Wellness incentives are the specific ways employers encourage employees to meet wellness program goals. Most incentives take the form of wellness credits, or rewards for achieving health-related milestones. For example, wellness credits could include:
- Reimbursement for gym memberships
- Discounted health insurance premiums for receiving a flu shot
- Gift cards or cash for getting an annual physical
- Prizes for winning a step-count challenge
A healthier workforce is a happier one. So, physical health programs can indirectly influence outcomes in mental health as well.
To address employees’ mental health, most employers (73%, according to SHRM) offer mental health coverage as part of their group health plan. Additionally, most employers (again, 73%) offer employee assistance programs (EAPs), which provide employees with access to free and confidential mental health assessments, short-term counseling, referrals, and follow-up services for employees. Fewer employers (26%) offer employees workshops on mental health and resilience as part of a wellness program.
Employers have a variety of wellness tools available to them. But it still begs the question: Are these initiatives actual solutions or just bandages for covering up deeper personal and cultural problems?
What Can HR Really Do About Wellness?
Even with so many benefits options, the extent to which employers can “solve” wellness problems may depend on how comfortable they are getting involved in the lives of their employees. In other words, how far are you willing to go?

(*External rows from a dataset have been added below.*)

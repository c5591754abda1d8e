//! Utility functions and helpers

/// Format a number with thousands separators
pub fn format_number<T: ToString>(n: T) -> String {
    group_digits(&n.to_string(), ",")
}

/// Insert `separator` between every group of three integer digits.
///
/// Works on the textual form so decimal and sign parts pass through untouched:
/// `group_digits("-1234567.5", ",")` gives `-1,234,567.5`.
pub fn group_digits(number: &str, separator: &str) -> String {
    let (sign, unsigned) = match number.strip_prefix('-') {
        Some(rest) => ("-", rest),
        None => ("", number),
    };
    let (int_part, frac_part) = match unsigned.find('.') {
        Some(pos) => (&unsigned[..pos], &unsigned[pos..]),
        None => (unsigned, ""),
    };

    let mut grouped = String::new();
    let mut count = 0;
    for c in int_part.chars().rev() {
        if count == 3 {
            grouped.push_str(&separator.chars().rev().collect::<String>());
            count = 0;
        }
        grouped.push(c);
        count += 1;
    }
    let int_grouped: String = grouped.chars().rev().collect();

    format!("{}{}{}", sign, int_grouped, frac_part)
}

/// Escape text for safe inclusion in HTML bodies and quoted attributes
pub fn escape_html(content: &str) -> String {
    let mut escaped = String::with_capacity(content.len());
    for c in content.chars() {
        match c {
            '&' => escaped.push_str("&amp;"),
            '<' => escaped.push_str("&lt;"),
            '>' => escaped.push_str("&gt;"),
            '"' => escaped.push_str("&quot;"),
            '\'' => escaped.push_str("&#39;"),
            _ => escaped.push(c),
        }
    }
    escaped
}
//! Wire types exchanged with the banking backend
//!
//! Field names follow the backend's camelCase JSON. Nothing here is validated
//! beyond its shape; the backend owns every invariant.

use chrono::{DateTime, NaiveDate, NaiveDateTime};
use rust_decimal::Decimal;
use serde::{Deserialize, Serialize};

/// Bank customer
#[derive(Debug, Clone, PartialEq, Serialize, Deserialize)]
#[serde(rename_all = "camelCase")]
pub struct Customer {
    pub id: i64,
    pub name: String,
    pub email: String,
    #[serde(default, skip_serializing_if = "Option::is_none")]
    pub phone: Option<String>,
}

/// Bank account as listed by `/accounts`
#[derive(Debug, Clone, PartialEq, Serialize, Deserialize)]
#[serde(rename_all = "camelCase")]
pub struct Account {
    /// Some backend versions send `id` instead of `accountId`
    #[serde(alias = "id")]
    pub account_id: String,
    /// Account kind, e.g. "CurrentAccount" or "SavingAccount"
    #[serde(default, rename = "type", skip_serializing_if = "Option::is_none")]
    pub account_type: Option<String>,
    #[serde(default)]
    pub balance: Decimal,
    #[serde(default, skip_serializing_if = "Option::is_none")]
    pub status: Option<String>,
    #[serde(default, skip_serializing_if = "Option::is_none")]
    pub created_at: Option<Timestamp>,
    #[serde(default, rename = "customerDTO", skip_serializing_if = "Option::is_none")]
    pub customer: Option<Customer>,
}

impl Account {
    /// Label shown for the account kind
    pub fn type_label(&self) -> &str {
        match self.account_type.as_deref() {
            Some(t) if !t.trim().is_empty() => t,
            _ => "Account",
        }
    }
}

/// Operation direction
#[derive(Debug, Clone, Copy, PartialEq, Eq, Serialize, Deserialize)]
#[serde(rename_all = "SCREAMING_SNAKE_CASE")]
pub enum OperationType {
    Credit,
    Debit,
}

impl std::fmt::Display for OperationType {
    fn fmt(&self, f: &mut std::fmt::Formatter<'_>) -> std::fmt::Result {
        match self {
            OperationType::Credit => write!(f, "CREDIT"),
            OperationType::Debit => write!(f, "DEBIT"),
        }
    }
}

/// A single credit or debit against an account
#[derive(Debug, Clone, PartialEq, Serialize, Deserialize)]
#[serde(rename_all = "camelCase")]
pub struct Operation {
    pub id: i64,
    #[serde(rename = "type")]
    pub operation_type: OperationType,
    pub amount: Decimal,
    #[serde(default)]
    pub description: String,
    pub operation_date: Timestamp,
}

impl Operation {
    pub fn is_credit(&self) -> bool {
        self.operation_type == OperationType::Credit
    }
}

/// One page of an account's operations
#[derive(Debug, Clone, PartialEq, Serialize, Deserialize)]
#[serde(rename_all = "camelCase")]
pub struct AccountHistory {
    #[serde(default, skip_serializing_if = "Option::is_none")]
    pub account_id: Option<String>,
    #[serde(default, skip_serializing_if = "Option::is_none")]
    pub balance: Option<Decimal>,
    #[serde(default)]
    pub current_page: u32,
    #[serde(default, alias = "totalPages")]
    pub total_page: u32,
    #[serde(default, skip_serializing_if = "Option::is_none")]
    pub page_size: Option<u32>,
    #[serde(default, rename = "accountOperationDTOS")]
    pub operations: Vec<Operation>,
}

/// Backend timestamps arrive either as ISO-8601 text or as epoch milliseconds
#[derive(Debug, Clone, PartialEq, Serialize, Deserialize)]
#[serde(untagged)]
pub enum Timestamp {
    Millis(i64),
    Text(String),
}

impl Timestamp {
    /// Best-effort conversion to a wall-clock datetime
    pub fn to_naive(&self) -> Option<NaiveDateTime> {
        match self {
            Timestamp::Millis(ms) => DateTime::from_timestamp_millis(*ms).map(|d| d.naive_utc()),
            Timestamp::Text(text) => {
                let text = text.trim();
                if let Ok(dt) = DateTime::parse_from_rfc3339(text) {
                    return Some(dt.naive_local());
                }
                for format in ["%Y-%m-%dT%H:%M:%S%.f", "%Y-%m-%d %H:%M:%S%.f", "%Y-%m-%dT%H:%M"] {
                    if let Ok(dt) = NaiveDateTime::parse_from_str(text, format) {
                        return Some(dt);
                    }
                }
                NaiveDate::parse_from_str(text, "%Y-%m-%d")
                    .ok()
                    .and_then(|d| d.and_hms_opt(0, 0, 0))
            }
        }
    }

    /// Raw textual form, used when the value cannot be parsed
    pub fn raw(&self) -> String {
        match self {
            Timestamp::Millis(ms) => ms.to_string(),
            Timestamp::Text(text) => text.clone(),
        }
    }
}

/// Body of `POST /customers`
#[derive(Debug, Clone, PartialEq, Serialize, Deserialize)]
pub struct NewCustomer {
    pub name: String,
    pub email: String,
}

/// Body of `POST /accounts/credit`
#[derive(Debug, Clone, PartialEq, Serialize, Deserialize)]
#[serde(rename_all = "camelCase")]
pub struct CreditRequest {
    pub account_id: String,
    pub amount: Decimal,
    pub description: String,
}

/// Body of `POST /accounts/debit`
#[derive(Debug, Clone, PartialEq, Serialize, Deserialize)]
#[serde(rename_all = "camelCase")]
pub struct DebitRequest {
    pub account_id: String,
    pub amount: Decimal,
    pub description: String,
}

/// Body of `POST /accounts/transfer`
#[derive(Debug, Clone, PartialEq, Serialize, Deserialize)]
#[serde(rename_all = "camelCase")]
pub struct TransferRequest {
    pub account_source: String,
    pub account_destination: String,
    pub amount: Decimal,
    pub description: String,
}

#[cfg(test)]
mod tests {
    use super::*;
    use chrono::{Datelike, Timelike};
    use std::str::FromStr;

    #[test]
    fn test_account_accepts_id_alias() {
        let account: Account = serde_json::from_value(serde_json::json!({
            "id": "ACC-9",
            "type": "SavingAccount",
            "balance": 1520.75
        }))
        .unwrap();
        assert_eq!(account.account_id, "ACC-9");
        assert_eq!(account.type_label(), "SavingAccount");
        assert_eq!(account.balance, Decimal::from_str("1520.75").unwrap());
    }

    #[test]
    fn test_account_type_label_fallback() {
        let account: Account =
            serde_json::from_value(serde_json::json!({"accountId": "A1", "balance": 0})).unwrap();
        assert_eq!(account.type_label(), "Account");
    }

    #[test]
    fn test_history_page_shape() {
        let history: AccountHistory = serde_json::from_value(serde_json::json!({
            "accountId": "A1",
            "balance": 250.0,
            "currentPage": 1,
            "totalPages": 3,
            "pageSize": 4,
            "accountOperationDTOS": [
                {"id": 7, "type": "DEBIT", "amount": 20, "description": "Coffee", "operationDate": "2025-01-05T10:20:30.000+00:00"}
            ]
        }))
        .unwrap();
        assert_eq!(history.current_page, 1);
        assert_eq!(history.total_page, 3);
        assert_eq!(history.operations.len(), 1);
        assert!(!history.operations[0].is_credit());
    }

    #[test]
    fn test_timestamp_forms() {
        let iso = Timestamp::Text("2025-01-05T10:20:30.000+00:00".to_string());
        let dt = iso.to_naive().unwrap();
        assert_eq!((dt.year(), dt.month(), dt.day(), dt.hour()), (2025, 1, 5, 10));

        let local = Timestamp::Text("2024-11-30T08:00:00".to_string());
        assert_eq!(local.to_naive().unwrap().day(), 30);

        let date_only = Timestamp::Text("2024-02-29".to_string());
        assert_eq!(date_only.to_naive().unwrap().month(), 2);

        let millis = Timestamp::Millis(1_736_072_430_000);
        assert_eq!(millis.to_naive().unwrap().year(), 2025);

        let junk = Timestamp::Text("yesterday".to_string());
        assert!(junk.to_naive().is_none());
        assert_eq!(junk.raw(), "yesterday");
    }

    #[test]
    fn test_transfer_request_wire_names() {
        let req = TransferRequest {
            account_source: "A1".to_string(),
            account_destination: "A2".to_string(),
            amount: Decimal::from_str("12.5").unwrap(),
            description: "Rent".to_string(),
        };
        let json = serde_json::to_value(&req).unwrap();
        assert_eq!(json["accountSource"], "A1");
        assert_eq!(json["accountDestination"], "A2");
        assert_eq!(json["amount"], serde_json::json!(12.5));
        assert_eq!(json["description"], "Rent");
    }
}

For example, more and more, research is bringing to light the negative effects of social media on mental health—with some even going so far as to call it a “public health crisis.” A concerned and zealous employer could try limiting social media use in the workplace in the interest of wellness, but many employers would be uncomfortable proposing such a policy even if they’re convinced of the negative effects.
Similarly, many employers have recognized the benefits of COVID vaccination, but far fewer have attempted to implement a vaccine mandate—even though the federal government has provided clear guidelines on how to do so legally.
So, it’s less a matter of whether they can than whether they will.
After all, a generation or so ago, many offices were filled with smokers whose employers likely understood the negative effects of tobacco use but didn’t think it was their responsibility to regulate their employees’ personal habits. They simply didn’t want to move faster than society.
While there’s no cure-all to solve the wellness crisis in the workplace, it’s not at all clear that the office is the place to cure personal and societal ills.
Employers should care about and support their employees' physical and mental well-being—especially when it’s within their power to prevent burnout. But they should also offer wellness benefits with more realistic expectations about what those initiatives can accomplish.